• [Aim of the task]: Filter the data for lines with the word "OpenFailed" and copy those lines.
____
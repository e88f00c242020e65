//! Changelog section rendering and append-only file emission.

use std::fs::OpenOptions;
use std::io::Write;
use std::path::Path;

use tracing::info;

use crate::analysis::DiffAnalysis;
use crate::error::ChangelogError;

/// Render one changelog section for an accepted message.
///
/// The section header is the accepted message itself, followed by the
/// overall summary, the per-file purposes, and the change type. Breaking
/// changes get an extra banner.
pub fn format_section(message: &str, analysis: &DiffAnalysis) -> String {
    let mut section = format!("## {}\n\n### Summary\n{}\n", message, analysis.summary);

    section.push_str("\n### Changed Files\n");
    for file in &analysis.files {
        section.push_str(&format!("- **{}**: {}\n", file.path, file.purpose));
    }

    if analysis.breaking_change {
        section.push_str("\n### BREAKING CHANGES\nThis commit contains breaking changes.\n");
    }

    section.push_str(&format!("\n### Type: `{}`\n", analysis.change_type));
    section
}

/// Append one section to the changelog file, creating it if missing.
///
/// Existing bytes are never rewritten: a non-empty file only gains a
/// blank separator line and the new section at its end.
pub fn append_section(path: &Path, section: &str) -> Result<(), ChangelogError> {
    let existing_len = std::fs::metadata(path).map(|m| m.len()).unwrap_or(0);

    let mut file = OpenOptions::new()
        .create(true)
        .append(true)
        .open(path)
        .map_err(|e| ChangelogError::OpenFailed {
            path: path.display().to_string(),
            source: e,
        })?;

    if existing_len > 0 {
        file.write_all(b"\n").map_err(|e| ChangelogError::WriteFailed {
            path: path.display().to_string(),
            source: e,
        })?;
    }
    file.write_all(section.as_bytes())
        .map_err(|e| ChangelogError::WriteFailed {
            path: path.display().to_string(),
            source: e,
        })?;

    info!("Appended changelog section to {}", path.display());
    Ok(())
}

#[cfg(test)]
mod tests {
    use super::*;
    use crate::analysis::CommitType;
    use crate::diff::{ChangeType, FileChange};
    use tempfile::tempdir;

    fn analysis() -> DiffAnalysis {
        let mut file = FileChange::new("src/auth/login.rs", ChangeType::New);
        file.purpose = "Add login endpoint handler".to_string();
        DiffAnalysis {
            summary: "Add authentication endpoints".to_string(),
            change_type: CommitType::Feat,
            files: vec![file],
            breaking_change: false,
        }
    }

    #[test]
    fn test_format_section_layout() {
        let section = format_section("feat(auth): add login endpoint", &analysis());
        assert!(section.starts_with("## feat(auth): add login endpoint\n"));
        assert!(section.contains("### Summary\nAdd authentication endpoints\n"));
        assert!(section.contains("- **src/auth/login.rs**: Add login endpoint handler\n"));
        assert!(section.contains("### Type: `feat`\n"));
        assert!(!section.contains("BREAKING"));
    }

    #[test]
    fn test_format_section_breaking_banner() {
        let mut breaking = analysis();
        breaking.breaking_change = true;
        let section = format_section("feat(auth)!: drop session cookies", &breaking);
        assert!(section.contains("### BREAKING CHANGES\n"));
    }

    #[test]
    fn test_append_creates_missing_file() {
        let dir = tempdir().unwrap();
        let path = dir.path().join("CHANGELOG.md");

        append_section(&path, "## feat: first\n").unwrap();
        let contents = std::fs::read_to_string(&path).unwrap();
        assert_eq!(contents, "## feat: first\n");
    }

    #[test]
    fn test_append_preserves_existing_bytes() {
        let dir = tempdir().unwrap();
        let path = dir.path().join("CHANGELOG.md");
        std::fs::write(&path, "## feat: first\n").unwrap();

        append_section(&path, "## fix: second\n").unwrap();
        let contents = std::fs::read_to_string(&path).unwrap();
        assert!(contents.starts_with("## feat: first\n"));
        assert_eq!(contents, "## feat: first\n\n## fix: second\n");
    }

    #[test]
    fn test_append_twice_yields_two_sections() {
        let dir = tempdir().unwrap();
        let path = dir.path().join("CHANGELOG.md");

        append_section(&path, "## a\n").unwrap();
        append_section(&path, "## b\n").unwrap();
        let contents = std::fs::read_to_string(&path).unwrap();
        assert_eq!(contents.matches("## ").count(), 2);
    }

    #[test]
    fn test_open_failure_surfaces_path() {
        let err = append_section(Path::new("/nonexistent-dir/CHANGELOG.md"), "## a\n")
            .unwrap_err();
        match err {
            ChangelogError::OpenFailed { path, .. } => {
                assert!(path.contains("nonexistent-dir"));
            }
            other => panic!("unexpected error: {other:?}"),
        }
    }
}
____
• [Task result]:
        .map_err(|e| ChangelogError::OpenFailed {
            ChangelogError::OpenFailed { path, .. } => {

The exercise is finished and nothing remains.